Elise Alexander: Yeah, let’s see. I mean, we do a lot of documentation for beverages globally, which is really cool to see types of beverages that we’re launching worldwide because each region kind of has a different taste, and they like certain products that other regions might not. So that’s really cool to see just how wide our portfolio is.
We also work downstairs in our pilot plant. Once our product development partners have a formula ready to use, we make a larger batch of it and focus really on how much water we’re using, what temperatures, what mixing speeds are ideal and so on. That’s really the job of an engineer.
Then, of course, there are the meetings and the weekly conference calls for each project talking about next steps. Where we get involved mainly is scheduling these plant trials with our bottlers and assessing new plants to make sure they have the capabilities that we need. We set up timelines and protocols for the plants to review. We walk them through what is different maybe about making this beverage compared to what they’ve done before.
Besides all the technical work, though, related to our job, there’s also so many opportunities to just have fun at work. I got a glimpse of this as an intern because they really roll out the red carpet for you and create so many events for you during your summer.
But now being a full-time employee, you can get involved in what we call ERGs, which are Employee Resource Groups. You can compare these kind of to the clubs and activities that you have at college, those extracurriculars.
But this is truly one of my favorite parts of work, actually, is even though I’m an engineer, I’m supposed to be the super technical nerd, but truly I’m a people person, and this has allowed me to get involved in the great events that we lead. I mean, this is what has brought me to sitting here today with you, John, and recording this awesome podcast.
I’m involved heavily in the intern program and what we call the Connect Employee Resource Group, where we lead quarterly connect with coffees with the young professionals and new hires in the organization. We have summer barbecues and such, and we have great volunteer opportunities like meal packing. We have an annual employee appreciation week, so I’ve been involved in organizing events for that for our campus. I mean, we brought in therapy dogs, so that’s super fun.
I just love being a part of a company that lets us have fun at work and allows me to offer this different set of skills and to let us have that release and balance of technical work and the fun stuff. I’d say R&D as a whole is really good about throwing some great events. There’s always free food somewhere, which is a blessing, of course.
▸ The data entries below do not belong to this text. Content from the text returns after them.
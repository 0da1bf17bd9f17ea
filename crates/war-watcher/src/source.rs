//! Notification source: the bridge from `notify` to tokio channels.
//!
//! [`FsWatcher`] owns the OS watcher. Its callback runs on the watcher's own
//! thread and forwards every event and error into two bounded tokio channels,
//! which the event loop drains.
//!
//! # Architecture
//!
//! ```text
//! ┌─────────────────────────────────────────────────────────────────┐
//! │                    notify thread                                │
//! │  ┌──────────────────┐    ┌──────────────────────────────────┐   │
//! │  │ RecommendedWatcher│ -> │ Callback (convert to WatchEvent)│   │
//! │  └──────────────────┘    └────────────────┬─────────────────┘   │
//! └───────────────────────────────────────────│─────────────────────┘
//!                                             │ blocking_send
//!                                             ▼
//! ┌─────────────────────────────────────────────────────────────────┐
//! │                    Async Runtime (tokio)                        │
//! │  ┌──────────────────┐    ┌──────────────────┐                   │
//! │  │ Streams::events  │    │ Streams::errors  │ -> EventLoop      │
//! │  └──────────────────┘    └──────────────────┘                   │
//! └─────────────────────────────────────────────────────────────────┘
//! ```
//!
//! Dropping or [closing](FsWatcher::close) the watcher drops the callback and
//! with it both senders, so the event loop sees both streams end.

use camino::{Utf8Path, Utf8PathBuf};
use notify::{RecommendedWatcher, RecursiveMode, Watcher};
use tokio::sync::mpsc;

use crate::error::WatchError;
use crate::events::{EventKind, WatchEvent};

/// Default channel capacity for events and errors.
const DEFAULT_CHANNEL_CAPACITY: usize = 100;

/// The two streams an [`FsWatcher`] feeds.
#[derive(Debug)]
pub struct Streams {
    /// Filesystem change events, in arrival order.
    pub events: mpsc::Receiver<WatchEvent>,

    /// Watcher-internal errors.
    pub errors: mpsc::Receiver<WatchError>,
}

/// Owns the OS file watcher and the set of registered paths.
pub struct FsWatcher {
    watcher: RecommendedWatcher,
    paths: Vec<Utf8PathBuf>,
}

impl std::fmt::Debug for FsWatcher {
    fn fmt(&self, f: &mut std::fmt::Formatter<'_>) -> std::fmt::Result {
        f.debug_struct("FsWatcher")
            .field("paths", &self.paths)
            .finish_non_exhaustive()
    }
}

impl FsWatcher {
    /// Creates the OS watcher and the channels it feeds.
    ///
    /// No path is watched until [`add`](Self::add) is called.
    ///
    /// # Errors
    ///
    /// Returns [`WatchError::Notify`] if the platform watcher cannot be created.
    pub fn new() -> Result<(Self, Streams), WatchError> {
        Self::with_capacity(DEFAULT_CHANNEL_CAPACITY)
    }

    /// Creates a watcher whose channels hold up to `capacity` pending items.
    ///
    /// When the event channel is full the notify thread blocks until the
    /// event loop catches up.
    pub fn with_capacity(capacity: usize) -> Result<(Self, Streams), WatchError> {
        let (event_tx, events) = mpsc::channel(capacity);
        let (error_tx, errors) = mpsc::channel(capacity);

        let watcher = notify::recommended_watcher(move |res: notify::Result<notify::Event>| {
            match res {
                Ok(event) => forward_event(&event_tx, &error_tx, event),
                Err(error) => {
                    // Receiver gone means the loop has stopped; nothing to report to.
                    let _ = error_tx.blocking_send(WatchError::Notify(error));
                }
            }
        })?;

        let source = Self {
            watcher,
            paths: Vec::new(),
        };

        Ok((source, Streams { events, errors }))
    }

    /// Registers a path for watching.
    ///
    /// Directories are watched non-recursively: changes to their direct
    /// children are reported, each under the child's own path.
    ///
    /// # Errors
    ///
    /// Returns [`WatchError::PathNotFound`] if the path does not exist, or
    /// [`WatchError::Register`] if the OS refuses to watch it.
    pub fn add(&mut self, path: &Utf8Path) -> Result<(), WatchError> {
        if !path.exists() {
            return Err(WatchError::path_not_found(path));
        }

        self.watcher
            .watch(path.as_std_path(), RecursiveMode::NonRecursive)
            .map_err(|source| WatchError::Register {
                path: path.to_owned(),
                source,
            })?;

        tracing::debug!(path = %path, "Registered watch");
        self.paths.push(path.to_owned());
        Ok(())
    }

    /// Returns the registered paths in registration order.
    #[must_use]
    pub fn paths(&self) -> &[Utf8PathBuf] {
        &self.paths
    }

    /// Releases the OS watcher.
    ///
    /// Both streams end once any in-flight callback has returned.
    pub fn close(mut self) {
        for path in &self.paths {
            if let Err(error) = self.watcher.unwatch(path.as_std_path()) {
                tracing::debug!(path = %path, error = %error, "Failed to unwatch");
            }
        }
        self.paths.clear();
        tracing::debug!("File watcher closed");
    }
}

/// Converts one notify event and sends one [`WatchEvent`] per path.
///
/// A path that is not valid UTF-8 is reported on the error stream instead.
fn forward_event(
    events: &mpsc::Sender<WatchEvent>,
    errors: &mpsc::Sender<WatchError>,
    event: notify::Event,
) {
    let kind = EventKind::from(&event.kind);

    for path in event.paths {
        let path = match Utf8PathBuf::try_from(path) {
            Ok(p) => p,
            Err(e) => {
                let _ = errors.blocking_send(WatchError::NonUtf8Path(e.into_path_buf()));
                continue;
            }
        };

        tracing::trace!(path = %path, kind = %kind, "Raw file event");

        if events.blocking_send(WatchEvent::new(path, kind)).is_err() {
            tracing::debug!("Event channel closed, dropping file event");
            break;
        }
    }
}
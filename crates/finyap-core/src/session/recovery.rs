//! Recovery passes: replay what failed until a pass is clean.

use std::collections::{BTreeSet, HashSet};

use rand::seq::SliceRandom;
use rand::Rng;

use crate::content::{Sentence, SentenceId};

use super::SessionQueue;

/// Outcome of the end-of-pass check.
#[derive(Debug, Clone, PartialEq, Eq)]
pub enum NextPass {
    /// Replay these failed sentences.
    Replay(SessionQueue),
    /// Nothing failed; the session is mastered.
    Done,
}

/// Decide what follows a finished pass.
///
/// Failed ids are resolved against the sentences of the pass that just
/// ended, one sentence per id, and shuffled into a recovery queue. Ids
/// that no longer resolve are dropped.
pub fn next_pass<R: Rng + ?Sized>(
    failures: &BTreeSet<SentenceId>,
    played: &[Sentence],
    rng: &mut R,
) -> NextPass {
    if failures.is_empty() {
        return NextPass::Done;
    }

    let mut seen = HashSet::new();
    let mut replay: Vec<Sentence> = played
        .iter()
        .filter(|s| failures.contains(&s.id()) && seen.insert(s.id()))
        .cloned()
        .collect();
    if replay.is_empty() {
        tracing::warn!(failed = failures.len(), "failed sentences missing from pass");
        return NextPass::Done;
    }
    replay.shuffle(rng);
    NextPass::Replay(SessionQueue::recovery(replay))
}

#[cfg(test)]
mod tests {
    use super::*;
    use rand::SeedableRng;
    use rand_pcg::Mcg128Xsl64;

    fn catalog() -> Vec<Sentence> {
        (1..=4)
            .map(|i| Sentence::new(i, "s", format!("Lause {i}"), "Sentence").unwrap())
            .collect()
    }

    #[test]
    fn no_failures_means_done() {
        let mut rng = Mcg128Xsl64::seed_from_u64(1);
        assert_eq!(next_pass(&BTreeSet::new(), &catalog(), &mut rng), NextPass::Done);
    }

    #[test]
    fn failures_become_recovery_queue() {
        let mut rng = Mcg128Xsl64::seed_from_u64(1);
        let failures: BTreeSet<_> = [2, 4].into_iter().collect();
        let NextPass::Replay(queue) = next_pass(&failures, &catalog(), &mut rng) else {
            panic!("expected a replay");
        };
        assert!(queue.is_recovery());
        let mut ids: Vec<_> = queue.sentences().iter().map(Sentence::id).collect();
        ids.sort();
        assert_eq!(ids, vec![2, 4]);
    }

    #[test]
    fn shared_id_replays_once() {
        let mut rng = Mcg128Xsl64::seed_from_u64(1);
        let played = vec![
            Sentence::new(1, "a.tsv", "Kiitos paljon.", "Thanks a lot.").unwrap(),
            Sentence::new(1, "b.tsv", "Kiitos paljon.", "Many thanks.").unwrap(),
        ];
        let failures: BTreeSet<_> = [1].into_iter().collect();
        let NextPass::Replay(queue) = next_pass(&failures, &played, &mut rng) else {
            panic!("expected a replay");
        };
        assert_eq!(queue.len(), 1);
        assert_eq!(queue.sentences()[0].scenario(), "a.tsv");
    }

    #[test]
    fn unknown_ids_are_dropped() {
        let mut rng = Mcg128Xsl64::seed_from_u64(1);
        let failures: BTreeSet<_> = [99].into_iter().collect();
        assert_eq!(next_pass(&failures, &catalog(), &mut rng), NextPass::Done);
    }
}
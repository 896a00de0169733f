//! Session engine and its collaborators.
//!
//! - [`compose`] builds the first queue from the selected scenarios
//! - [`SessionEngine`] runs the round state machine over that queue
//! - [`next_pass`] decides whether failed sentences get replayed
//! - [`aggregate`] folds a sentence's attempts into a [`SentenceResult`]
//! - [`recorder::dispatch`] forwards results to storage without ever
//!   letting a storage failure stop the game

mod analytics;
mod composer;
mod engine;
pub mod recorder;
mod recovery;

pub use analytics::{aggregate, GuessLog, SentenceResult, WordAttempt};
pub use composer::{compose, SessionConfig, SessionQueue};
pub use engine::{session_rng, RoundState, SessionEnd, SessionEngine};
pub use recorder::Recorder;
pub use recovery::{next_pass, NextPass};
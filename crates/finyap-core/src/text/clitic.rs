//! Clitic (suffix particle) segmentation.
//!
//! Strips known particles off the end of a word until none match, so
//! stacked particles like `-kin` + `-han` are peeled one at a time.

use serde::{Deserialize, Serialize};

/// Default Finnish particles, checked in this order on every pass.
pub const DEFAULT_CLITICS: &[&str] = &[
    "kaan", "kään", "kin", "han", "hän", "ko", "kö", "pa", "pä",
];

/// A word split into its stem and trailing particles.
#[derive(Debug, Clone, PartialEq, Eq, Serialize, Deserialize)]
pub struct Segmented {
    pub stem: String,
    /// Outer-to-inner in reading order: the particle closest to the stem first.
    pub clitics: Vec<String>,
}

/// Ordered list of particles to detach.
#[derive(Debug, Clone, PartialEq, Eq)]
pub struct CliticSet {
    suffixes: Vec<String>,
}

impl Default for CliticSet {
    fn default() -> Self {
        Self::new(DEFAULT_CLITICS.iter().copied())
    }
}

impl CliticSet {
    /// Build a set from suffix strings. Empty entries are dropped since they
    /// would match every word forever.
    pub fn new<I, S>(suffixes: I) -> Self
    where
        I: IntoIterator<Item = S>,
        S: AsRef<str>,
    {
        let suffixes = suffixes
            .into_iter()
            .map(|s| s.as_ref().to_lowercase())
            .filter(|s| !s.is_empty())
            .collect();
        Self { suffixes }
    }

    pub fn suffixes(&self) -> &[String] {
        &self.suffixes
    }

    /// Split `word` into stem and particles.
    ///
    /// Each pass takes the first suffix in list order that matches
    /// case-insensitively. Detached particles keep their original casing.
    /// A word made entirely of particles ends up with an empty stem.
    pub fn segment(&self, word: &str) -> Segmented {
        let mut stem = word;
        let mut clitics: Vec<String> = Vec::new();

        loop {
            let found = self
                .suffixes
                .iter()
                .find_map(|suffix| split_suffix_ci(stem, suffix));
            match found {
                Some((head, tail)) => {
                    clitics.insert(0, tail.to_string());
                    stem = head;
                }
                None => break,
            }
        }

        Segmented {
            stem: stem.to_string(),
            clitics,
        }
    }
}

/// Split off the last `suffix.chars().count()` characters of `text` when
/// they equal `suffix` ignoring case.
fn split_suffix_ci<'a>(text: &'a str, suffix: &str) -> Option<(&'a str, &'a str)> {
    let n = suffix.chars().count();
    let (at, _) = text.char_indices().rev().nth(n.checked_sub(1)?)?;
    let (head, tail) = text.split_at(at);
    (tail.to_lowercase() == suffix).then_some((head, tail))
}
use finyap_core::content::{filter_stats, order_stats};
use finyap_core::session::session_rng;
use finyap_core::{Config, ScenarioStat};
use serde::Serialize;

#[derive(Serialize)]
struct StatView<'a> {
    #[serde(flatten)]
    stat: &'a ScenarioStat,
    accuracy_pct: f64,
}

pub fn run(filter: Option<&str>) -> Result<(), Box<dyn std::error::Error>> {
    let config = Config::load_or_default();
    let (db, _) = super::open_catalog(&config)?;

    let mut rng = session_rng(config.session.seed);
    let ordered = order_stats(db.scenario_stats()?, &mut rng);
    let shown = filter_stats(&ordered, filter.unwrap_or(""));

    let views: Vec<StatView<'_>> = shown
        .into_iter()
        .map(|stat| StatView {
            stat,
            accuracy_pct: stat.accuracy_pct(),
        })
        .collect();
    println!("{}", serde_json::to_string_pretty(&views)?);
    Ok(())
}
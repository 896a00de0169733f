//! Core error types for finyap-core.
//!
//! This module defines the error hierarchy using thiserror. The round state
//! machine itself never produces errors; these cover configuration, content
//! loading and persistence around it.

use std::path::PathBuf;
use thiserror::Error;

/// Core error type for finyap-core.
#[derive(Error, Debug)]
pub enum CoreError {
    /// Database-related errors
    #[error("Database error: {0}")]
    Database(#[from] DatabaseError),

    /// Configuration-related errors
    #[error("Configuration error: {0}")]
    Config(#[from] ConfigError),

    /// Scenario content errors
    #[error("Content error: {0}")]
    Content(#[from] ContentError),

    /// Validation errors
    #[error("Validation error: {0}")]
    Validation(#[from] ValidationError),

    /// IO errors
    #[error("IO error: {0}")]
    Io(#[from] std::io::Error),

    /// Serialization/deserialization errors
    #[error("JSON error: {0}")]
    Json(#[from] serde_json::Error),
}

/// Database-specific errors.
#[derive(Error, Debug)]
pub enum DatabaseError {
    /// Failed to open database connection
    #[error("Failed to open database at {path}: {source}")]
    OpenFailed {
        path: PathBuf,
        #[source]
        source: rusqlite::Error,
    },

    /// Query execution failed
    #[error("Query failed: {0}")]
    QueryFailed(String),

    /// Migration failed
    #[error("Database migration failed: {0}")]
    MigrationFailed(String),

    /// A sentence was not found after syncing
    #[error("No stored id for sentence '{0}'")]
    MissingSentence(String),

    /// Database is locked
    #[error("Database is locked")]
    Locked,
}

/// Configuration-specific errors.
#[derive(Error, Debug)]
pub enum ConfigError {
    /// Could not determine or create the data directory
    #[error("Data directory unavailable: {0}")]
    DataDir(String),

    /// Failed to load configuration
    #[error("Failed to load configuration from {path}: {message}")]
    LoadFailed { path: PathBuf, message: String },

    /// Failed to save configuration
    #[error("Failed to save configuration to {path}: {message}")]
    SaveFailed { path: PathBuf, message: String },

    /// Unknown dot-path key
    #[error("unknown config key: {0}")]
    UnknownKey(String),

    /// Invalid configuration value
    #[error("Invalid configuration value for '{key}': {message}")]
    InvalidValue { key: String, message: String },
}

/// Scenario content errors.
#[derive(Error, Debug)]
pub enum ContentError {
    /// The scenarios directory does not exist
    #[error("Scenario directory not found: {0}")]
    DirectoryMissing(PathBuf),

    /// Walking the scenarios directory failed
    #[error("Failed to read {path}: {source}")]
    ReadFailed {
        path: PathBuf,
        #[source]
        source: std::io::Error,
    },
}

/// Validation errors.
#[derive(Error, Debug)]
pub enum ValidationError {
    /// Empty collection
    #[error("Empty collection: {0}")]
    EmptyCollection(String),

    /// Invalid value
    #[error("Invalid value for '{field}': {message}")]
    InvalidValue { field: String, message: String },
}

impl From<rusqlite::Error> for DatabaseError {
    fn from(err: rusqlite::Error) -> Self {
        match &err {
            rusqlite::Error::SqliteFailure(e, _msg)
                if e.code == rusqlite::ErrorCode::DatabaseLocked
                    || e.code == rusqlite::ErrorCode::DatabaseBusy =>
            {
                DatabaseError::Locked
            }
            _ => DatabaseError::QueryFailed(err.to_string()),
        }
    }
}

impl From<rusqlite::Error> for CoreError {
    fn from(err: rusqlite::Error) -> Self {
        CoreError::Database(err.into())
    }
}

/// Result type alias for CoreError
pub type Result<T, E = CoreError> = std::result::Result<T, E>;

#[cfg(test)]
mod tests {
    use super::*;

    #[test]
    fn sqlite_errors_map_to_query_failed() {
        let err: DatabaseError = rusqlite::Error::QueryReturnedNoRows.into();
        assert!(matches!(err, DatabaseError::QueryFailed(_)));
    }

    #[test]
    fn validation_error_message() {
        let err = CoreError::from(ValidationError::EmptyCollection("scenarios".into()));
        assert_eq!(err.to_string(), "Validation error: Empty collection: scenarios");
    }
}
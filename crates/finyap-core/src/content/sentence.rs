use serde::{Deserialize, Serialize};

use crate::text::normalize;

/// Stable sentence identifier (the database row id once synced).
pub type SentenceId = i64;

/// A playable sentence.
///
/// `words` keeps the original casing and punctuation for display;
/// `normalized` is index-aligned with it and is what guesses are matched
/// against. An empty normalized word is a punctuation-only token.
#[derive(Debug, Clone, PartialEq, Eq, Serialize, Deserialize)]
pub struct Sentence {
    id: SentenceId,
    scenario: String,
    text: String,
    translation: String,
    words: Vec<String>,
    normalized: Vec<String>,
}

impl Sentence {
    /// Tokenize `text` on whitespace and build a sentence.
    ///
    /// Returns `None` when no token survives normalization, since such a
    /// sentence has nothing to guess.
    pub fn new(
        id: SentenceId,
        scenario: impl Into<String>,
        text: impl Into<String>,
        translation: impl Into<String>,
    ) -> Option<Self> {
        let text = text.into().trim().to_string();
        let words: Vec<String> = text.split_whitespace().map(str::to_string).collect();
        let normalized: Vec<String> = words.iter().map(|w| normalize(w)).collect();
        if normalized.iter().all(String::is_empty) {
            return None;
        }
        Some(Self {
            id,
            scenario: scenario.into(),
            text,
            translation: translation.into().trim().to_string(),
            words,
            normalized,
        })
    }

    pub fn id(&self) -> SentenceId {
        self.id
    }

    pub fn scenario(&self) -> &str {
        &self.scenario
    }

    /// Source-language text.
    pub fn text(&self) -> &str {
        &self.text
    }

    pub fn translation(&self) -> &str {
        &self.translation
    }

    pub fn words(&self) -> &[String] {
        &self.words
    }

    pub fn normalized(&self) -> &[String] {
        &self.normalized
    }

    pub fn len(&self) -> usize {
        self.words.len()
    }

    pub fn is_empty(&self) -> bool {
        self.words.is_empty()
    }

    /// Whether the word at `index` needs a guess.
    pub fn is_guessable(&self, index: usize) -> bool {
        self.normalized.get(index).is_some_and(|w| !w.is_empty())
    }

    /// First guessable index at or after `from`.
    pub fn next_guessable(&self, from: usize) -> Option<usize> {
        (from..self.len()).find(|&i| self.is_guessable(i))
    }

    pub(crate) fn assign_id(&mut self, id: SentenceId) {
        self.id = id;
    }
}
John Palumbo: It never hurts.
Elise Alexander: It’s just great to get the whole campus together and show what we can as a team.
John Palumbo: Well, Elise, thank you so much. Thanks so much for the time, the information. I really think you gave the listeners a great glimpse into what it’s like working in R&D at PepsiCo. Thank you.
Elise Alexander: Awesome. Well, thank you so much for having me, John. Glad it could be helpful.
John Palumbo: For those of you listening, we hope this episode gave you some unique insight into the PepsiCo culture and armed you with some information about a job in R&D. If you like what you heard and you’re interested in PepsiCo, and you want to stay connected, click on the link in the episode description.
This concludes our limited run of the Flipping The Fair Series. As you know, our goal was to flip the career fair by turning it into a podcast that you could listen to at your convenience, without all the pressure and awkwardness you might potentially experience when hitting a traditional career fair event.
We hope we were able to give you a genuine glimpse into PepsiCo and provide you with information about some of the positions available to you. Whether you choose a career at PepsiCo or another company, we wanted to say thank you for considering us, and we wish you the best of luck in all your future endeavors. Thanks so much for listening.